Exercise goal
Only the lines holding the string "false" are needed; copy each of them from the data.

Records provided
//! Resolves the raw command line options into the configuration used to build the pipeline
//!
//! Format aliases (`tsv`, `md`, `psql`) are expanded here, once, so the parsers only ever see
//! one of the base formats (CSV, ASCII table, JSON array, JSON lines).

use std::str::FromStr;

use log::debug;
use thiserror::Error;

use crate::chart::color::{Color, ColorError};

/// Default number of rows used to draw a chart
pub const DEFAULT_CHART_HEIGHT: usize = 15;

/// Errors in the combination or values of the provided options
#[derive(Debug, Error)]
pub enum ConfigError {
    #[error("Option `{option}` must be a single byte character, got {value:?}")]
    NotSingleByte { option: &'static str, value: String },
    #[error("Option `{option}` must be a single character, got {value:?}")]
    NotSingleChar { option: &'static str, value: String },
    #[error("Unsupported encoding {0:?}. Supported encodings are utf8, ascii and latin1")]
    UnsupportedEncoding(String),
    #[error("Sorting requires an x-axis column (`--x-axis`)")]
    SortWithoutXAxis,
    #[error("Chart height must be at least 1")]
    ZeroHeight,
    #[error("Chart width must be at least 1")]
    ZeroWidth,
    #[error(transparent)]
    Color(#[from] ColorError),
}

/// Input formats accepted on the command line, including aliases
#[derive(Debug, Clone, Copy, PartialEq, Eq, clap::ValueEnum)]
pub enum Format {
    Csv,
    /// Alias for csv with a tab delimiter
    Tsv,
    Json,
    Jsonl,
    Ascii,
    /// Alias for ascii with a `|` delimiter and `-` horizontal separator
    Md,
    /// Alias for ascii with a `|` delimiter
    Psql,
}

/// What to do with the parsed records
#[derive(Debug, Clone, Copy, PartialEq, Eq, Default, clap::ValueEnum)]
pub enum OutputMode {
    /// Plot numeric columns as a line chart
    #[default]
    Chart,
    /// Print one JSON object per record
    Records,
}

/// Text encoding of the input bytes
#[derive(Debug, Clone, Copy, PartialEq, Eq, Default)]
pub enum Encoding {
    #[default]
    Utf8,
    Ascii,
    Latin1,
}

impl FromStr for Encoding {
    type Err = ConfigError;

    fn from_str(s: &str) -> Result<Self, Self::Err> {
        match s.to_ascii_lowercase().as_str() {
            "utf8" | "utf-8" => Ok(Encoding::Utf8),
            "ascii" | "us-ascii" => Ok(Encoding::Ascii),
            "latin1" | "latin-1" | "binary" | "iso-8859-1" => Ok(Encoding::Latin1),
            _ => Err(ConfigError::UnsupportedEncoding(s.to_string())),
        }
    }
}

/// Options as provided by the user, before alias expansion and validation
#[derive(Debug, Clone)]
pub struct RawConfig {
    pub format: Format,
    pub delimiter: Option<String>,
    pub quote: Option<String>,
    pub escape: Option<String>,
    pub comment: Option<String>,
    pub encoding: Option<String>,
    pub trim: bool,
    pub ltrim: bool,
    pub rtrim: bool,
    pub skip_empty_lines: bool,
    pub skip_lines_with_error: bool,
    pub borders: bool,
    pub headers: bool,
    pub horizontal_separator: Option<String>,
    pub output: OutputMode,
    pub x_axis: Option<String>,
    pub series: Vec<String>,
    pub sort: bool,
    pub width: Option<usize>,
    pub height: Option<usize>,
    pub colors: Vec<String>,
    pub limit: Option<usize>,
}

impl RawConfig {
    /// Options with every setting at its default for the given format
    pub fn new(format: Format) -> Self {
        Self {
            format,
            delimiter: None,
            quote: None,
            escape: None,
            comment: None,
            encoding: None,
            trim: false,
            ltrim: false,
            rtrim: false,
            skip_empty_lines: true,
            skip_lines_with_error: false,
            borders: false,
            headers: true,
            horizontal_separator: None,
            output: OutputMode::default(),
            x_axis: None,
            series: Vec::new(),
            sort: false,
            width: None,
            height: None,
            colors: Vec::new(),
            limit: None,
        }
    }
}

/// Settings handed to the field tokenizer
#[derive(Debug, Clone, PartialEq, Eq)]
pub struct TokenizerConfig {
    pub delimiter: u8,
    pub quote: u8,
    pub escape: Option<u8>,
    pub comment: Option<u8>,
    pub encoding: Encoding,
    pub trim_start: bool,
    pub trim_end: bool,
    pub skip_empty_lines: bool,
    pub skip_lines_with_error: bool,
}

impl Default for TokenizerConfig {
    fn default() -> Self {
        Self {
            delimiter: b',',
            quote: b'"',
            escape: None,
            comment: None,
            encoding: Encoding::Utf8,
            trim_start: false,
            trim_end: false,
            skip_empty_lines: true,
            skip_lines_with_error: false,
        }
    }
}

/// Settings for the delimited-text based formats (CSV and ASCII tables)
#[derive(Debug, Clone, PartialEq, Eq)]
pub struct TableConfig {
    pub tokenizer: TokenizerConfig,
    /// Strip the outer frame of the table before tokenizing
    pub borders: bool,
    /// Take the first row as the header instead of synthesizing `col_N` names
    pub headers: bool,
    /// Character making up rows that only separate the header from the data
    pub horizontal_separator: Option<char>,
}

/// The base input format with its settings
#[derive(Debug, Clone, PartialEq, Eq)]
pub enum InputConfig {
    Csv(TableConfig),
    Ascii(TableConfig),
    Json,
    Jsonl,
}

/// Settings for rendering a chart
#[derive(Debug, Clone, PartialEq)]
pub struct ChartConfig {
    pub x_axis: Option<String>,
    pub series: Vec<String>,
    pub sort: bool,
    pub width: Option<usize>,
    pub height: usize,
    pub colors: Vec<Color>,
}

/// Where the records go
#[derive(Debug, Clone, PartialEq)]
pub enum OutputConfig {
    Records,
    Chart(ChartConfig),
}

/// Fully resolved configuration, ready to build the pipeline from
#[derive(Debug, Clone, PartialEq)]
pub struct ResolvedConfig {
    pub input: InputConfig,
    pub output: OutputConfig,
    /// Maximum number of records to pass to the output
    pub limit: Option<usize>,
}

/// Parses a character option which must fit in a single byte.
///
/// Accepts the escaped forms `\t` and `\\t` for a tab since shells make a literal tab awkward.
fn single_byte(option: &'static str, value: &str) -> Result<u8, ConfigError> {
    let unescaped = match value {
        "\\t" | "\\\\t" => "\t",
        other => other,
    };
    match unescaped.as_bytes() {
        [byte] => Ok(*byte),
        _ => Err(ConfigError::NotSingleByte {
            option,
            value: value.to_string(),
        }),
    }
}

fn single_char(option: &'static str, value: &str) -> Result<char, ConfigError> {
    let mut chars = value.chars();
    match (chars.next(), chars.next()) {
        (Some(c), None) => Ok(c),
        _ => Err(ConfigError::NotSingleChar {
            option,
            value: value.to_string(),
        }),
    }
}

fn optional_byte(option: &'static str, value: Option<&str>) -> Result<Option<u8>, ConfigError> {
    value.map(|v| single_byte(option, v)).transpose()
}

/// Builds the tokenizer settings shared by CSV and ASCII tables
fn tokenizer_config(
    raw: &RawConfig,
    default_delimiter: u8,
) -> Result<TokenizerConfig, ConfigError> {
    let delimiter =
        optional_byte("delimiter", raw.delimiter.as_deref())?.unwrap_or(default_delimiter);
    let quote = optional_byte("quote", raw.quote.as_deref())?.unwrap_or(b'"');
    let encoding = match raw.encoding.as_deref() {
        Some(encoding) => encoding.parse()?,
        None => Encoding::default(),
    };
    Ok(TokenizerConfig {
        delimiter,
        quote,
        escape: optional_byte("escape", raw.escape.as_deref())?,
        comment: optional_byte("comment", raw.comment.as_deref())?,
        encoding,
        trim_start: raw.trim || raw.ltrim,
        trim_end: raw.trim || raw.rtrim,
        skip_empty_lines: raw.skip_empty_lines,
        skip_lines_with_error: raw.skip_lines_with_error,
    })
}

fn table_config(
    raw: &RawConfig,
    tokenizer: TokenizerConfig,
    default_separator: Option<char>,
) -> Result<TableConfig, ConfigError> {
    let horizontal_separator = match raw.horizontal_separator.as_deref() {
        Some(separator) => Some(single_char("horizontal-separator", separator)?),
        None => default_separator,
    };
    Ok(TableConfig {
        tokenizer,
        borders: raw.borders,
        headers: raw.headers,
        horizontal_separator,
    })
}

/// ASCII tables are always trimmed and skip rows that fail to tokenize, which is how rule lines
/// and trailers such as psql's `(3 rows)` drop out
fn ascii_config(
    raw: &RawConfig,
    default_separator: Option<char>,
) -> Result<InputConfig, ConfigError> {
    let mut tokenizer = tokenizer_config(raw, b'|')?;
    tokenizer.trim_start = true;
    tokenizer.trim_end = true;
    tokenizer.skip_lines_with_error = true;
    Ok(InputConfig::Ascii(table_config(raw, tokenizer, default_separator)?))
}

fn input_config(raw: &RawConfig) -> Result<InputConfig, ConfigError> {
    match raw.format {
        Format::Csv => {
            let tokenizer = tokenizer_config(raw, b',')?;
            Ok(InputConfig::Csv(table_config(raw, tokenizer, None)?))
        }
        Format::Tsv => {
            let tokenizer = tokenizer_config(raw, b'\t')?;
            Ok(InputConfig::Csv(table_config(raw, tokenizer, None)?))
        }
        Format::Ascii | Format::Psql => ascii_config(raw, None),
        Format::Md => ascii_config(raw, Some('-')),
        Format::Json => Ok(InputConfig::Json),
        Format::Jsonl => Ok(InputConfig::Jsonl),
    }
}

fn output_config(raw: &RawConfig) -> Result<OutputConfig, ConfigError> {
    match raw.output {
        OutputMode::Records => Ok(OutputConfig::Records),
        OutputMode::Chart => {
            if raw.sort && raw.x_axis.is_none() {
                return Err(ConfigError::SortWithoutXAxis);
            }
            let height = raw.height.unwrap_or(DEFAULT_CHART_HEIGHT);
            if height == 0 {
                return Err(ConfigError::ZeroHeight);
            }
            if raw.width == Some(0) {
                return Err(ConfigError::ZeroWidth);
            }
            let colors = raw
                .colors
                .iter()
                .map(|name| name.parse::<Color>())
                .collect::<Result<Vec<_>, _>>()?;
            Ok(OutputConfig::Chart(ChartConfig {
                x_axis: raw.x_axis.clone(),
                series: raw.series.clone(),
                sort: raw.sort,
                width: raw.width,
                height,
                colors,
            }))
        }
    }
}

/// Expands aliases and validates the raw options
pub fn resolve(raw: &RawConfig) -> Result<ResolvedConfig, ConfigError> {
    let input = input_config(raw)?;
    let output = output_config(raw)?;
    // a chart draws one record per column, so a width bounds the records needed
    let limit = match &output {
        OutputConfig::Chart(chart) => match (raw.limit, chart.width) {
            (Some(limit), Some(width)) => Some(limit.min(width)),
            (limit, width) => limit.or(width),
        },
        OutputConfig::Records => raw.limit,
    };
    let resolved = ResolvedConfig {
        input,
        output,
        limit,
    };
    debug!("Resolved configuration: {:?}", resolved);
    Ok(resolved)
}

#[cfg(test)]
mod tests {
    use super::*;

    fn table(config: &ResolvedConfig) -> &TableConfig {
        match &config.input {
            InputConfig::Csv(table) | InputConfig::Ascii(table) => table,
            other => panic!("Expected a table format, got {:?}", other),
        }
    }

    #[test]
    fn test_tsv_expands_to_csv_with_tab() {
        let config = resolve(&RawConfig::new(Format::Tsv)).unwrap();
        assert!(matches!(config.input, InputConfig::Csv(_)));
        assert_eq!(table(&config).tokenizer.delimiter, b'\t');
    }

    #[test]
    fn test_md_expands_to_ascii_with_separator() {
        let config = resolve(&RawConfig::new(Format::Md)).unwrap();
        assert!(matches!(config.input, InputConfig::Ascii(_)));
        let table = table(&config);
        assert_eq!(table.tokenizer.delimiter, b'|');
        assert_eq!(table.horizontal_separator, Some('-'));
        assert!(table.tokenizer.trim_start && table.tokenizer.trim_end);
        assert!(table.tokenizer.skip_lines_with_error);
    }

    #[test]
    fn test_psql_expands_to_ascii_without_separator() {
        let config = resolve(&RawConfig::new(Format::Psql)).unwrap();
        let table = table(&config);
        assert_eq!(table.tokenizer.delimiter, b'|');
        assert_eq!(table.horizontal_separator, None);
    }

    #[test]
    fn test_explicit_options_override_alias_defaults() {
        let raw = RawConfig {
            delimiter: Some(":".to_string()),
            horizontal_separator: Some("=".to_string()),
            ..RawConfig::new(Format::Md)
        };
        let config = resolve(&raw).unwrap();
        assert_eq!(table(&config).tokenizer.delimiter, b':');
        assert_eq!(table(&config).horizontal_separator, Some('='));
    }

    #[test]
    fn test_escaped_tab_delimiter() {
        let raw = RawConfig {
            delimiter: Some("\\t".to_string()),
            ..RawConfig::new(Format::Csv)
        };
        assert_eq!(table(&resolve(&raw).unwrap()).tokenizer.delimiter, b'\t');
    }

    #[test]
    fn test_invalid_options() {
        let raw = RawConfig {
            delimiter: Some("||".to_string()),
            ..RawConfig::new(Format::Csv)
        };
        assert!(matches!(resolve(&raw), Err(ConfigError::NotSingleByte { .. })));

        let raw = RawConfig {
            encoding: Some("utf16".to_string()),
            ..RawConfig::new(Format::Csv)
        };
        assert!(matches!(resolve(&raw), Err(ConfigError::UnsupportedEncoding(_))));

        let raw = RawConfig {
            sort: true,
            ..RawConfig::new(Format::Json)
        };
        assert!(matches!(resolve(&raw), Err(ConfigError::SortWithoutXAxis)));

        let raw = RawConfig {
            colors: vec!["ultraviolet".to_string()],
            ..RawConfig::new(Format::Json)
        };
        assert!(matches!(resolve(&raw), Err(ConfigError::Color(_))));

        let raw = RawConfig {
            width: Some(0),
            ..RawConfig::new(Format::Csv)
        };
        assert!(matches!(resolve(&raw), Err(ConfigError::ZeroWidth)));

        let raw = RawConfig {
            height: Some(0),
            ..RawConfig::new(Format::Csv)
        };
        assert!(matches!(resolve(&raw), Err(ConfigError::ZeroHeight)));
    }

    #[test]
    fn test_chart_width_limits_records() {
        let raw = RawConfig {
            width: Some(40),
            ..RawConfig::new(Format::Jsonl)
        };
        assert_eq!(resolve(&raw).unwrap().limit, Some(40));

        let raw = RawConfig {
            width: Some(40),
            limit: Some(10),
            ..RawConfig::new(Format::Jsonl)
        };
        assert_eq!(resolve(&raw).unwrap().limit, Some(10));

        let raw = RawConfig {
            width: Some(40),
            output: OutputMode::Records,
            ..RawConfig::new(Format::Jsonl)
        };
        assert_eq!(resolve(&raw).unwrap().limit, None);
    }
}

---

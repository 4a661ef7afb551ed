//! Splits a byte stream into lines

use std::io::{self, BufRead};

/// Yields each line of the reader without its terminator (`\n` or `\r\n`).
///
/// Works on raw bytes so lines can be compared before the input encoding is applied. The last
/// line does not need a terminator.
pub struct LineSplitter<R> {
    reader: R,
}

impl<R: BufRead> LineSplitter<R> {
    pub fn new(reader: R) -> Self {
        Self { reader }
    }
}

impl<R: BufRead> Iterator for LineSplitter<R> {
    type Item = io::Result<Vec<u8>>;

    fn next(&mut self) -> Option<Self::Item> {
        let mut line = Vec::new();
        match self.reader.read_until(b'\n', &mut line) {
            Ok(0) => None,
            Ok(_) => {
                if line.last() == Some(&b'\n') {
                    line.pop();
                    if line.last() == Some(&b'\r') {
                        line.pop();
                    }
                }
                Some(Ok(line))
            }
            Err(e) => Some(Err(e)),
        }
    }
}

---

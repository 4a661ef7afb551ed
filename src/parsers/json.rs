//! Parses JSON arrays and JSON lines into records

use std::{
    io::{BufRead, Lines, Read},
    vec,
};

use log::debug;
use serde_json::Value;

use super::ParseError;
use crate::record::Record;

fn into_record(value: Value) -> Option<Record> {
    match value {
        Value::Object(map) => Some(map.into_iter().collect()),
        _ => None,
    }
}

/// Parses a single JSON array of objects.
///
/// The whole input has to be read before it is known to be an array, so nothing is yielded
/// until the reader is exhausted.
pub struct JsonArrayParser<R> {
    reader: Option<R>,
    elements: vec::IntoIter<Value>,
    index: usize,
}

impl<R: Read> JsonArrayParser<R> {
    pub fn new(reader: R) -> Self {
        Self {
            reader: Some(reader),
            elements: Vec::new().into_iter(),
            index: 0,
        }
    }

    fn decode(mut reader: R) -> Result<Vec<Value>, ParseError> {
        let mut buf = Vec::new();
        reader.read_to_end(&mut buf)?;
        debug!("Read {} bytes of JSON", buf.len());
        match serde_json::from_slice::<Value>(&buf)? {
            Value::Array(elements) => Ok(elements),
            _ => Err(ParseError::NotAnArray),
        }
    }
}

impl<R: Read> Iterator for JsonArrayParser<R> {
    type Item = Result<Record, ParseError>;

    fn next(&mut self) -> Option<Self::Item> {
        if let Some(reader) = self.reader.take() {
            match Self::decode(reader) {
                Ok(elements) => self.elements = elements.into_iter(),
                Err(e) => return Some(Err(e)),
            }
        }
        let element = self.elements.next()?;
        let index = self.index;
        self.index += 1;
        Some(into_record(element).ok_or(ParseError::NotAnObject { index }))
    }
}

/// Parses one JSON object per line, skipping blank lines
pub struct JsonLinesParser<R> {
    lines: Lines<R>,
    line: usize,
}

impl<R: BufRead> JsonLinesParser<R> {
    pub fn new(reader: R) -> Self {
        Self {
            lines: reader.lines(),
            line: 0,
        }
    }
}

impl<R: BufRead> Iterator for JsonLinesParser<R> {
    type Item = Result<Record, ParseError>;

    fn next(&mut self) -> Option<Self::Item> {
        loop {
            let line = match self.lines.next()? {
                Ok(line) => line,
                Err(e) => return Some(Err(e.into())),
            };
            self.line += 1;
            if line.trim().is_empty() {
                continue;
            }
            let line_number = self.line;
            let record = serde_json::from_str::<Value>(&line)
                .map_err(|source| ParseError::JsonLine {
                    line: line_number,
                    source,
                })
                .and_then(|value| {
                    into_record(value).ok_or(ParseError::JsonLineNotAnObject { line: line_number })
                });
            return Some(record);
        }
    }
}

Response area
            trim: false,
            ltrim: false,
            rtrim: false,
            skip_lines_with_error: false,
            borders: false,
            sort: false,
            trim_start: false,
            trim_end: false,
            skip_lines_with_error: false,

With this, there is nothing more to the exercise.